REOUVIR

Por Tiago Lima - 28.4.20

Não deixamos de seguir por caminhos diferentes daqueles em que acreditávamos, assim como não abrimos mão do direito de desbravar o que já era conhecido. O novo não é o foco por agora. O desconhecido não é almejado. O que já ouvimos, o que já lemos e o que já dissemos não é relevante no atual. O que é palpável já foi objetificado e desvalorizado, assim como foi exposto como troféu naqueles dias de conquista. São verdadeiros os dias de vitória, são reais as respostas das perguntas, são certeiras as decisões tomadas e são cheirosas as flores que desabrocharam para a nova estação.

Estagnados. Parados. Quietos. Assim é a visão que brota em meio ao desaconchego do antigo, do já conhecido, de tudo aquilo que já foi vivido. Não estamos vivendo um replay, não estamos rebobinando a fita e nem sequer vivemos um sonho. O universo nos apresenta o direito de conhecer o conhecido. Estamos sendo surpreendidos pelo o que já vivemos. O olhar que já passou despercebido, busca qualquer sinal de importância, qualquer característica mística, qualquer que seja a justificativa, desconfia. O espaço de tempo é grande, é imenso, mas finito. Passamos tempo o suficiente para perder a contagem do tempo. Deixamos o espaço em segundo plano, enquanto preenchíamos todos os cantos de objetificação. Bagunça. Arruma. Acumula. Percebemos o que não tínhamos percebido e recebemos de volta a chance de ver o que não quis ser visto.

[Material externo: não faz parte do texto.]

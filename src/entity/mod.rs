//! SeaORM 实体定义
//!
//! 每张目录表对应一个实体模块，列与 `migration::catalog` 中的表描述一一对应。
//! 实体之间的关联不写在 `Relation` 中，统一由 [`crate::registry::Registry`] 管理。

pub mod prelude;

pub mod ai_query_histories;
pub mod ai_user_relations;
pub mod attendance_change_logs;
pub mod attendances;
pub mod class_teachers;
pub mod classes;
pub mod enrollment_application_materials;
pub mod enrollment_applications;
pub mod enrollment_consultation_followups;
pub mod enrollment_consultations;
pub mod enrollment_plan_assignees;
pub mod enrollment_plan_classes;
pub mod enrollment_plans;
pub mod inspection_plans;
pub mod inspection_tasks;
pub mod inspection_types;
pub mod kindergartens;
pub mod operation_logs;
pub mod parent_student_relations;
pub mod parents;
pub mod permissions;
pub mod poster_categories;
pub mod poster_elements;
pub mod poster_templates;
pub mod role_permissions;
pub mod roles;
pub mod security_configs;
pub mod security_scan_logs;
pub mod students;
pub mod task_attachments;
pub mod tasks;
pub mod teachers;
pub mod todos;
pub mod user_roles;
pub mod users;

use sea_orm::{ActiveModelBehavior, ActiveModelTrait, EntityTrait};

/// 目录中登记的实体
///
/// 通用仓储按物理列名读写 ActiveModel，因此只需要知道实体对应的 ActiveModel 类型。
pub trait CatalogEntity: EntityTrait + Default {
    type Active: ActiveModelTrait<Entity = Self> + ActiveModelBehavior + Send + Sync + 'static;

    /// 物理表名，与模块名一致
    const TABLE: &'static str;
}

macro_rules! impl_catalog_entity {
    ($($module:ident),+ $(,)?) => {
        $(
            impl CatalogEntity for $module::Entity {
                type Active = $module::ActiveModel;
                const TABLE: &'static str = stringify!($module);
            }
        )+
    };
}

impl_catalog_entity!(
    users,
    roles,
    permissions,
    user_roles,
    role_permissions,
    kindergartens,
    classes,
    teachers,
    students,
    parents,
    parent_student_relations,
    class_teachers,
    attendances,
    attendance_change_logs,
    enrollment_plans,
    enrollment_plan_classes,
    enrollment_plan_assignees,
    enrollment_applications,
    enrollment_application_materials,
    enrollment_consultations,
    enrollment_consultation_followups,
    todos,
    tasks,
    task_attachments,
    inspection_types,
    inspection_plans,
    inspection_tasks,
    operation_logs,
    security_configs,
    security_scan_logs,
    ai_query_histories,
    ai_user_relations,
    poster_categories,
    poster_templates,
    poster_elements,
);

/// 按物理表名分派到具体实体类型
///
/// `for_table!(table, |E| expr)` 在 `table` 命中的分支里把 `E` 绑定为对应实体，
/// 返回 `Some(expr)`；没有实体使用该表名时返回 `None`。
macro_rules! for_table {
    ($table:expr, |$alias:ident| $body:expr) => {
        $crate::entity::for_table!(@each $table, $alias, $body;
            users,
            roles,
            permissions,
            user_roles,
            role_permissions,
            kindergartens,
            classes,
            teachers,
            students,
            parents,
            parent_student_relations,
            class_teachers,
            attendances,
            attendance_change_logs,
            enrollment_plans,
            enrollment_plan_classes,
            enrollment_plan_assignees,
            enrollment_applications,
            enrollment_application_materials,
            enrollment_consultations,
            enrollment_consultation_followups,
            todos,
            tasks,
            task_attachments,
            inspection_types,
            inspection_plans,
            inspection_tasks,
            operation_logs,
            security_configs,
            security_scan_logs,
            ai_query_histories,
            ai_user_relations,
            poster_categories,
            poster_templates,
            poster_elements
        )
    };
    (@each $table:expr, $alias:ident, $body:expr; $($module:ident),+) => {{
        let table: &str = $table;
        $(
            if table == <$crate::entity::$module::Entity as $crate::entity::CatalogEntity>::TABLE {
                type $alias = $crate::entity::$module::Entity;
                Some($body)
            } else
        )+
        {
            None
        }
    }};
}

pub(crate) use for_table;

/// 全部实体的物理表名
pub fn table_names() -> Vec<&'static str> {
    let mut names = Vec::new();
    macro_rules! collect {
        ($($module:ident),+) => {
            $(names.push(<$module::Entity as CatalogEntity>::TABLE);)+
        };
    }
    collect!(
        users,
        roles,
        permissions,
        user_roles,
        role_permissions,
        kindergartens,
        classes,
        teachers,
        students,
        parents,
        parent_student_relations,
        class_teachers,
        attendances,
        attendance_change_logs,
        enrollment_plans,
        enrollment_plan_classes,
        enrollment_plan_assignees,
        enrollment_applications,
        enrollment_application_materials,
        enrollment_consultations,
        enrollment_consultation_followups,
        todos,
        tasks,
        task_attachments,
        inspection_types,
        inspection_plans,
        inspection_tasks,
        operation_logs,
        security_configs,
        security_scan_logs,
        ai_query_histories,
        ai_user_relations,
        poster_categories,
        poster_templates,
        poster_elements
    );
    names
}

#[cfg(test)]
mod tests {
    use super::*;
    use migration::catalog;

    #[test]
    fn test_every_catalog_table_has_entity() {
        let names = table_names();
        for table in catalog::catalog() {
            assert!(names.contains(&table.table), "缺少实体: {}", table.table);
        }
        assert_eq!(names.len(), catalog::catalog().len());
    }

    #[test]
    fn test_dispatch_by_table_name() {
        let hit = for_table!("security_configs", |E| E::TABLE);
        assert_eq!(hit, Some("security_configs"));
        let miss = for_table!("lesson_plans", |E| E::TABLE);
        assert_eq!(miss, None);
    }

    #[test]
    fn test_module_name_matches_entity_table() {
        for table in table_names() {
            let entity_table = for_table!(table, |E| {
                sea_orm::EntityName::table_name(&E::default()).to_string()
            });
            assert_eq!(entity_table.as_deref(), Some(table));
        }
    }
}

Quem não conhece os passos que deu deve se preocupar com o que não viveu? Quem não reconhece os lugares que passou deve se preocupar com o que não viu? As histórias que não contamos e os sonhos que não sonhamos pertencem a outrem. As músicas que não ouvimos e as vezes que não sorrimos pertencem a alguém. O que se foi constituído pela negligencia e forjado pela ausência de detalhes deve ser revivido. Parece que chegou o momento de nos rever, reouvir, refazer, se desfazer. Qualquer que seja a dúvida ou qualquer que seja a resposta, deixemos que os detalhes refaçam a nossa história.